Stored items:
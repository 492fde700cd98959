// SPDX-License-Identifier: Apache-2.0 or BSD-3-Clause
//
#![deny(
    /* groups */
    clippy::correctness,
    clippy::suspicious,
    clippy::complexity,
    clippy::perf,
    clippy::style,
    clippy::nursery,
    //* restriction */
    clippy::dbg_macro,
    clippy::rc_buffer,
    clippy::as_underscore,
    clippy::assertions_on_result_states,
    //* pedantic */
    clippy::cast_possible_wrap,
    clippy::ptr_as_ptr,
    clippy::bool_to_int_with_if,
    clippy::borrow_as_ptr,
    clippy::cast_ptr_alignment,
)]
#![allow(
    clippy::significant_drop_in_scrutinee,
    clippy::significant_drop_tightening
)]

pub mod args;
pub mod controller;
pub mod event_flag;
pub mod playback;
pub mod thread_setup;
pub mod worker;
pub mod write_thread;

#[cfg(test)]
pub(crate) mod test_utils;

use std::{convert::TryFrom, thread::sleep, time::Duration};

pub use args::WorkerMode;
pub use controller::{SetupErrorPolicy, ThreadController, WorkerConfig, WorkerState};
use log::{debug, info};
use thiserror::Error as ThisError;
pub use worker::{StreamLogic, StreamWorker, WorkerStatus};
pub use write_thread::{OutputDriver, StreamOut, WriteClient};

use crate::{
    args::StreamArgs,
    playback::{frames_per_period, NullOutput, PlaybackLogic, FRAME_SIZE},
    write_thread::{WriteCommand, WriteReply, WriteResult},
};

/// Latency reported by the null sink.
const NULL_OUTPUT_LATENCY_MS: u32 = 20;
/// How long the legacy client waits for the writer to answer a command.
const STATUS_TIMEOUT: Duration = Duration::from_secs(1);

pub type Result<T> = std::result::Result<T, Error>;

/// Custom error types
#[derive(Debug, ThisError)]
pub enum Error {
    #[error("Stream name must not be empty")]
    EmptyName,
    #[error("Period must be at least one millisecond")]
    ZeroPeriod,
    #[error("Number of cycles must be at least one")]
    ZeroCycles,
    #[error("Stream worker failed: {0}")]
    WorkerFailed(String),
    #[error("Failed to prepare for writing: {0}")]
    PrepareFailed(write_thread::Error),
    #[error("Writer client error: {0}")]
    Writer(write_thread::Error),
    #[error("Writer reported {0:?}")]
    WriteFailed(WriteResult),
    #[error("Writer did not answer within {0:?}")]
    StatusTimeout(Duration),
}

impl From<write_thread::Error> for Error {
    fn from(val: write_thread::Error) -> Self {
        Self::Writer(val)
    }
}

/// Validated settings of a demo stream.
#[derive(Debug, Clone, PartialEq, Eq)]
pub struct StreamConfiguration {
    name: String,
    priority: i32,
    period: Duration,
    cycles: u64,
    mode: WorkerMode,
}

impl StreamConfiguration {
    pub fn name(&self) -> &str {
        &self.name
    }

    pub const fn priority(&self) -> i32 {
        self.priority
    }

    pub const fn period(&self) -> Duration {
        self.period
    }

    pub const fn cycles(&self) -> u64 {
        self.cycles
    }

    pub const fn mode(&self) -> WorkerMode {
        self.mode
    }
}

impl TryFrom<StreamArgs> for StreamConfiguration {
    type Error = Error;

    fn try_from(args: StreamArgs) -> Result<Self> {
        if args.name.is_empty() {
            return Err(Error::EmptyName);
        }
        if args.period_ms == 0 {
            return Err(Error::ZeroPeriod);
        }
        if args.cycles == 0 {
            return Err(Error::ZeroCycles);
        }
        Ok(Self {
            name: args.name,
            priority: args.priority,
            period: Duration::from_millis(args.period_ms),
            cycles: args.cycles,
            mode: args.mode,
        })
    }
}

/// Play `config.cycles()` periods of silence into a null sink. Returns the
/// number of frames played.
pub fn run_stream(config: &StreamConfiguration) -> Result<u64> {
    match config.mode() {
        WorkerMode::Controller => run_controller(config),
        WorkerMode::Legacy => run_legacy(config),
    }
}

fn run_controller(config: &StreamConfiguration) -> Result<u64> {
    let logic = PlaybackLogic::new(
        NullOutput::new(FRAME_SIZE, NULL_OUTPUT_LATENCY_MS),
        config.period(),
        config.cycles(),
    );
    // Raising the priority needs CAP_SYS_NICE, the demo runs without it.
    let worker_config =
        WorkerConfig::default().with_setup_error_policy(SetupErrorPolicy::Cosmetic);
    let mut worker = StreamWorker::with_config(logic, worker_config);

    if !worker.start(config.name(), config.priority()) {
        return Err(Error::WorkerFailed(worker.error()));
    }
    info!("stream {:?} running on tid {:?}", config.name(), worker.tid());
    if worker.wait_for_at_least_one_cycle() {
        debug!("stream {:?} completed a cycle", config.name());
    }

    worker.join();
    if worker.has_error() {
        return Err(Error::WorkerFailed(worker.error()));
    }
    info!(
        "stream {:?} played {} frames in {} cycles",
        config.name(),
        worker.frames(),
        worker.cycles()
    );
    Ok(worker.frames())
}

fn run_legacy(config: &StreamConfiguration) -> Result<u64> {
    let frames_count = frames_per_period(config.period());
    let mut stream = StreamOut::new(NullOutput::new(FRAME_SIZE, NULL_OUTPUT_LATENCY_MS));
    let mut client = stream
        .prepare_for_writing(FRAME_SIZE, frames_count)
        .map_err(Error::PrepareFailed)?;
    info!(
        "stream {:?} writing on tid {}",
        config.name(),
        client.thread_info.tid
    );

    let silence = vec![0u8; frames_count as usize * FRAME_SIZE as usize];
    let mut played = 0;
    for _ in 0..config.cycles() {
        sleep(config.period());
        client.write(&silence)?;
        let status = client
            .wait_status(STATUS_TIMEOUT)?
            .ok_or(Error::StatusTimeout(STATUS_TIMEOUT))?;
        if status.retval != WriteResult::Ok {
            return Err(Error::WriteFailed(status.retval));
        }
        if let WriteReply::Written(bytes) = status.reply {
            played += bytes / u64::from(FRAME_SIZE);
        }
    }

    client.send(WriteCommand::GetPresentationPosition)?;
    if let Some(status) = client.wait_status(STATUS_TIMEOUT)? {
        debug!("stream {:?} position {:?}", config.name(), status.reply);
    }
    stream.close();
    info!("stream {:?} played {} frames", config.name(), played);
    Ok(played)
}

#[cfg(test)]
pub(crate) fn init_logger() {
    std::env::set_var("RUST_LOG", "trace");
    let _ = env_logger::builder().is_test(true).try_init();
}
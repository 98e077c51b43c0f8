//! Achievement unlock banner
//!
//! The banner is stateless: the achievement engine decides whether a
//! notification is still live and hands over its text.
//!
//! # Example
//!
//! ```rust
//! let banner = NotificationBanner::new();
//! if let Some(text) = game.achievements.notification(now) {
//!     banner.render(&mut canvas, text)?;
//! }
//! ```

use crate::text::{draw_text_centered, text_width};
use sdl2::pixels::Color;
use sdl2::rect::Rect;
use sdl2::render::{BlendMode, Canvas};
use sdl2::video::Window;

/// Configuration for banner appearance
#[derive(Debug, Clone)]
pub struct NotificationStyle {
    pub background_color: Color,
    pub border_color: Color,
    pub text_color: Color,
    pub text_scale: u32,
    /// Top edge of the banner
    pub top: i32,
    /// Space between text and border
    pub padding: u32,
}

impl Default for NotificationStyle {
    fn default() -> Self {
        NotificationStyle {
            background_color: Color::RGBA(20, 20, 30, 210),
            border_color: Color::RGB(255, 200, 60),
            text_color: Color::RGB(255, 230, 140),
            text_scale: 3,
            top: 120,
            padding: 14,
        }
    }
}

pub struct NotificationBanner {
    style: NotificationStyle,
}

impl NotificationBanner {
    pub fn new() -> Self {
        NotificationBanner {
            style: NotificationStyle::default(),
        }
    }

    /// Banner rect for `text` on a screen `screen_width` wide
    fn bounds(&self, text: &str, screen_width: u32) -> Rect {
        let scale = self.style.text_scale;
        let width = (text_width(text, scale) + self.style.padding * 2).min(screen_width);
        let height = 7 * scale + self.style.padding * 2;
        Rect::new(
            (screen_width.saturating_sub(width) / 2) as i32,
            self.style.top,
            width,
            height,
        )
    }

    pub fn render(&self, canvas: &mut Canvas<Window>, text: &str) -> Result<(), String> {
        let (screen_width, _) = canvas.logical_size();
        let bounds = self.bounds(text, screen_width);

        canvas.set_blend_mode(BlendMode::Blend);
        canvas.set_draw_color(self.style.background_color);
        canvas.fill_rect(bounds)?;
        canvas.set_blend_mode(BlendMode::None);
        canvas.set_draw_color(self.style.border_color);
        canvas.draw_rect(bounds)?;

        draw_text_centered(
            canvas,
            text,
            bounds.center().x(),
            bounds.y() + self.style.padding as i32,
            self.style.text_color,
            self.style.text_scale,
        )
    }
}

impl Default for NotificationBanner {
    fn default() -> Self {
        Self::new()
    }
}

#[cfg(test)]
mod tests {
    use super::*;

    #[test]
    fn test_banner_is_centered_and_padded() {
        let banner = NotificationBanner::new();
        let bounds = banner.bounds("UNLOCKED: ICARUS", 864);
        // 16 chars * 18px + 2 * 14
        assert_eq!(bounds.width(), 316);
        assert_eq!(bounds.height(), 21 + 28);
        assert_eq!(bounds.x(), (864 - 316) / 2);
    }

    #[test]
    fn test_banner_never_wider_than_screen() {
        let banner = NotificationBanner::new();
        let bounds = banner.bounds("UNLOCKED: A VERY LONG ACHIEVEMENT NAME INDEED", 300);
        assert_eq!(bounds.width(), 300);
        assert_eq!(bounds.x(), 0);
    }
}
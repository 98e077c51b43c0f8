// Per-process session variables
//
// Everything that is not an entity but still changes from tick to tick lives
// here, so a reset only has to touch one struct.

use super::GameState;

#[derive(Debug, Clone, PartialEq)]
pub struct SessionState {
    pub state: GameState,
    pub score: u32,
    /// Flaps made during the current run (the launch impulse is not a flap)
    pub flap_count: u32,
    pub high_score: u32,
    /// Tick time the run ended, gates the restart input
    pub game_over_at: Option<u64>,
    pub last_flap_at: u64,
    /// Set once the idle event fired; cleared by the next flap
    pub idle_reported: bool,
    /// Patch notes are shown once per process
    pub patch_notes_seen: bool,
    pub ground_scroll: i32,
}

impl SessionState {
    pub fn new(high_score: u32) -> Self {
        SessionState {
            state: GameState::PatchNotes,
            score: 0,
            flap_count: 0,
            high_score,
            game_over_at: None,
            last_flap_at: 0,
            idle_reported: false,
            patch_notes_seen: false,
            ground_scroll: 0,
        }
    }

    /// Clears the per-run counters. High score and patch-notes flag survive.
    pub fn reset_run(&mut self) {
        self.score = 0;
        self.flap_count = 0;
        self.game_over_at = None;
        self.idle_reported = false;
    }

    pub fn cooldown_elapsed(&self, now: u64, cooldown_ms: u64) -> bool {
        self.game_over_at
            .is_some_and(|at| now.saturating_sub(at) > cooldown_ms)
    }

    /// Moves the ground strip left, snapping back once it has travelled `wrap` pixels.
    pub fn scroll_ground(&mut self, speed: i32, wrap: i32) {
        self.ground_scroll -= speed;
        if self.ground_scroll.abs() > wrap {
            self.ground_scroll = 0;
        }
    }
}

#[cfg(test)]
mod tests {
    use super::*;

    #[test]
    fn test_reset_keeps_high_score() {
        let mut session = SessionState::new(7);
        session.score = 12;
        session.flap_count = 30;
        session.game_over_at = Some(100);
        session.patch_notes_seen = true;

        session.reset_run();
        assert_eq!(session.score, 0);
        assert_eq!(session.flap_count, 0);
        assert_eq!(session.game_over_at, None);
        assert_eq!(session.high_score, 7);
        assert!(session.patch_notes_seen);
    }

    #[test]
    fn test_cooldown_is_strict() {
        let mut session = SessionState::new(0);
        assert!(!session.cooldown_elapsed(5000, 1000));

        session.game_over_at = Some(2000);
        assert!(!session.cooldown_elapsed(3000, 1000));
        assert!(session.cooldown_elapsed(3001, 1000));
    }

    #[test]
    fn test_ground_wraps() {
        let mut session = SessionState::new(0);
        for _ in 0..8 {
            session.scroll_ground(4, 35);
        }
        assert_eq!(session.ground_scroll, -32);
        session.scroll_ground(4, 35);
        assert_eq!(session.ground_scroll, 0);
    }
}
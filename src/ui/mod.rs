//! In-Game HUD Components
//!
//! Stateless renderers drawn over the playing field, below any menu.
//!
//! # Architecture
//!
//! HUD components:
//! - Hold only a style, never game state
//! - Are created once and handed their data every frame
//! - Use procedural rendering (SDL2 primitives and the bitmap font)
//!
//! # Available Components
//!
//! - [`ScoreDisplay`] - Current score, top center
//! - [`NotificationBanner`] - Achievement unlock banner
//!
//! # Example Usage
//!
//! ```rust
//! let score_display = ScoreDisplay::new();
//! score_display.render(&mut canvas, session.score)?;
//! ```

pub mod hud;
pub mod notification;

pub use hud::ScoreDisplay;
pub use notification::NotificationBanner;
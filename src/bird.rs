use crate::animation::FrameCycler;
use crate::collision::Collidable;
use crate::config::PhysicsConfig;
use crate::skin::SkinTier;
use sdl2::rect::Rect;

/// Frames per skin (wings up, level, down)
pub const BIRD_FRAMES: usize = 3;

/// The player-controlled bird.
///
/// Created once at startup and repositioned by `reset` for every run.
/// Position is the top-left corner of the sprite in screen pixels.
pub struct Bird {
    pub x: i32,
    pub y: i32,
    pub width: u32,
    pub height: u32,
    pub velocity: f32,
    /// Set while the flap input is held so holding does not repeat the jump
    pub clicked: bool,
    /// Hidden once the bird explodes
    pub visible: bool,
    skin: SkinTier,
    animation: FrameCycler,
}

impl Bird {
    pub fn new(x: i32, y: i32, width: u32, height: u32, ticks_per_frame: u32) -> Self {
        Bird {
            x,
            y,
            width,
            height,
            velocity: 0.0,
            clicked: false,
            visible: true,
            skin: SkinTier::default(),
            animation: FrameCycler::new(BIRD_FRAMES, ticks_per_frame),
        }
    }

    /// Put the bird back at its spawn point for a new run.
    pub fn reset(&mut self, x: i32, y: i32) {
        self.x = x;
        self.y = y;
        self.velocity = 0.0;
        self.visible = true;
        self.animation.reset();
    }

    /// Advance one playing tick.
    ///
    /// Applies gravity, moves the bird (never below `ground_y`), handles the
    /// flap input and steps the wing animation. Returns true if the bird
    /// flapped this tick.
    pub fn update(&mut self, flap_held: bool, physics: &PhysicsConfig, ground_y: i32) -> bool {
        self.velocity = (self.velocity + physics.gravity).min(physics.max_fall_speed);

        if self.bottom() < ground_y {
            self.y += self.velocity.floor() as i32;
            if self.bottom() > ground_y {
                self.y = ground_y - self.height as i32;
            }
        }

        let mut flapped = false;
        if flap_held && !self.clicked {
            self.clicked = true;
            self.velocity = physics.jump_impulse;
            flapped = true;
        }
        if !flap_held {
            self.clicked = false;
        }

        self.animation.tick();
        flapped
    }

    /// Launch impulse used when a run starts.
    pub fn jump(&mut self, impulse: f32) {
        self.velocity = impulse;
    }

    /// Sprite rotation in degrees, counter-clockwise positive.
    ///
    /// Nose follows the velocity while alive; a dead bird points straight down.
    pub fn rotation(&self, alive: bool) -> f64 {
        if alive {
            (self.velocity * -2.0) as f64
        } else {
            -90.0
        }
    }

    /// Swap the frame set. Animation position is kept.
    pub fn change_skin(&mut self, tier: SkinTier) {
        self.skin = tier;
    }

    pub fn skin(&self) -> SkinTier {
        self.skin
    }

    pub fn current_frame(&self) -> usize {
        self.animation.current_frame()
    }

    pub fn center(&self) -> (i32, i32) {
        (self.x + self.width as i32 / 2, self.y + self.height as i32 / 2)
    }

    fn bottom(&self) -> i32 {
        self.y + self.height as i32
    }
}

impl Collidable for Bird {
    fn get_bounds(&self) -> Rect {
        Rect::new(self.x, self.y, self.width, self.height)
    }
}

Directions: Give back precisely the lines above that start at the line containing "filename src/bird.rs" and end at the line containing "pub fn reset(&mut", inclusive. No other lines belong in the output.

Answer to this problem:
filename src/bird.rs
use crate::animation::FrameCycler;
use crate::collision::Collidable;
use crate::config::PhysicsConfig;
use crate::skin::SkinTier;
use sdl2::rect::Rect;

/// Frames per skin (wings up, level, down)
pub const BIRD_FRAMES: usize = 3;

/// The player-controlled bird.
///
/// Created once at startup and repositioned by `reset` for every run.
/// Position is the top-left corner of the sprite in screen pixels.
pub struct Bird {
    pub x: i32,
    pub y: i32,
    pub width: u32,
    pub height: u32,
    pub velocity: f32,
    /// Set while the flap input is held so holding does not repeat the jump
    pub clicked: bool,
    /// Hidden once the bird explodes
    pub visible: bool,
    skin: SkinTier,
    animation: FrameCycler,
}

impl Bird {
    pub fn new(x: i32, y: i32, width: u32, height: u32, ticks_per_frame: u32) -> Self {
        Bird {
            x,
            y,
            width,
            height,
            velocity: 0.0,
            clicked: false,
            visible: true,
            skin: SkinTier::default(),
            animation: FrameCycler::new(BIRD_FRAMES, ticks_per_frame),
        }
    }

    /// Put the bird back at its spawn point for a new run.
    pub fn reset(&mut self, x: i32, y: i32) {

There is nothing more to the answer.